Dr. Struan Coleman, team physician for the New York Mets and a sports medicine specialist at the Hospital for Special Surgery in New York City, agreed that ballplayers' BMIs are growing, but he disagreed that there's a related health risk.
"Baseball players are getting heavier because they are getting stronger," Coleman said. "Baseball players are a very unique group" and should not be compared to the general population, where body fat is a greater problem.
When Mets players arrive for spring training, team trainers carefully monitor their weight and body fat percentage. The result is that very few players are fat, Coleman said, adding that the BMIs of players today are primarily due to muscle.
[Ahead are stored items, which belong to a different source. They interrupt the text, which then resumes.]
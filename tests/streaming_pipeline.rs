//! End-to-end chunk path: session buffer → dispatch → decode → transcript.

use scribed::config::DispatchConfig;
use scribed::dispatch::{AudioWindow, DispatchOutcome, DispatchRequest, Dispatcher};
use scribed::filter::HallucinationFilter;
use scribed::session::Session;
use scribed::sink::CollectorSink;
use scribed::stt::{MockTranscriber, SharedEngine};
use std::sync::Arc;

/// In-memory WAV with the given mono samples at 16 kHz.
fn wav_bytes(samples: &[i16]) -> Vec<u8> {
    let spec = hound::WavSpec {
        channels: 1,
        sample_rate: 16000,
        bits_per_sample: 16,
        sample_format: hound::SampleFormat::Int,
    };
    let mut cursor = std::io::Cursor::new(Vec::new());
    {
        let mut writer = hound::WavWriter::new(&mut cursor, spec).unwrap();
        for &s in samples {
            writer.write_sample(s).unwrap();
        }
        writer.finalize().unwrap();
    }
    cursor.into_inner()
}

fn speech_samples(seconds: u32) -> Vec<i16> {
    (0..16000 * seconds)
        .map(|i| if i % 2 == 0 { 8000 } else { -8000 })
        .collect()
}

#[tokio::test]
async fn buffered_chunks_become_a_transcript() {
    let mock = MockTranscriber::new("base").with_response("the quick brown fox");
    let dispatcher = Dispatcher::new(
        SharedEngine::preloaded(Arc::new(mock.clone())),
        Arc::new(HallucinationFilter::new()),
        DispatchConfig::default(),
    );
    let sink = Arc::new(CollectorSink::new());
    let mut session = Session::new(160 * 1024, 4096, "en");

    // Feed the stream in 4 KB chunks, as a browser would
    let stream = wav_bytes(&speech_samples(2));
    for chunk in stream.chunks(4096) {
        session.buffer.append(chunk);
    }

    let outcome = dispatcher.try_dispatch(
        session.inflight_flag(),
        DispatchRequest {
            window: AudioWindow::Encoded(session.buffer.snapshot()),
            language: "en".to_string(),
            timestamp_ms: 777,
            participant: None,
        },
        sink.clone(),
    );
    let DispatchOutcome::Started(task) = outcome else {
        panic!("expected Started");
    };
    task.await.unwrap();

    let transcripts = sink.transcripts();
    assert_eq!(transcripts.len(), 1);
    assert_eq!(transcripts[0].text, "the quick brown fox");
    assert_eq!(transcripts[0].timestamp_ms, 777);
    assert_eq!(mock.last_language(), Some("en".to_string()));
}

#[tokio::test]
async fn truncated_buffer_snapshot_still_decodes() {
    // A long stream against a small buffer forces truncation. The pinned
    // header keeps the snapshot decodable; without it every snapshot after
    // the first eviction would be headerless garbage.
    let mut session = Session::new(32 * 1024, 4096, "en");
    let stream = wav_bytes(&speech_samples(10)); // 320 KB of samples

    for chunk in stream.chunks(4096) {
        session.buffer.append(chunk);
    }
    assert!(session.buffer.len() <= 32 * 1024 + 4096);

    let snapshot = session.buffer.snapshot();
    let decoded = scribed::audio::decode::decode_bytes(&snapshot, None)
        .expect("snapshot must keep its container header");
    assert!(decoded.samples.len() > 16000, "kept a meaningful audio tail");
}

#[tokio::test]
async fn session_teardown_cancels_inflight_inference() {
    let mock = MockTranscriber::new("slow")
        .with_response("never delivered")
        .with_latency(std::time::Duration::from_secs(5));
    let dispatcher = Dispatcher::new(
        SharedEngine::preloaded(Arc::new(mock)),
        Arc::new(HallucinationFilter::new()),
        DispatchConfig::default(),
    );
    let sink = Arc::new(CollectorSink::new());
    let mut session = Session::new(160 * 1024, 4096, "en");

    session.buffer.append(&wav_bytes(&speech_samples(1)));
    let outcome = dispatcher.try_dispatch(
        session.inflight_flag(),
        DispatchRequest {
            window: AudioWindow::Encoded(session.buffer.snapshot()),
            language: "en".to_string(),
            timestamp_ms: 0,
            participant: None,
        },
        sink.clone(),
    );
    let DispatchOutcome::Started(task) = outcome else {
        panic!("expected Started");
    };
    session.set_task(task);

    // Client disconnects mid-inference
    session.teardown();
    tokio::time::sleep(std::time::Duration::from_millis(50)).await;

    assert_eq!(sink.count(), 0, "aborted inference must not deliver");
    assert!(!session.is_busy(), "teardown clears the in-flight flag");
}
Modern athletes do more weight training and have better diets than players of 40 or 50 years ago. They also take more dietary supplements, he said.
"Size alone may not be the problem," said Coleman, suggesting that genetic predisposition and the use of steroids among some players several years ago may have heightened the mortality risk.
To learn more about BMI, visit the U.S. Centers for Disease Control and Prevention.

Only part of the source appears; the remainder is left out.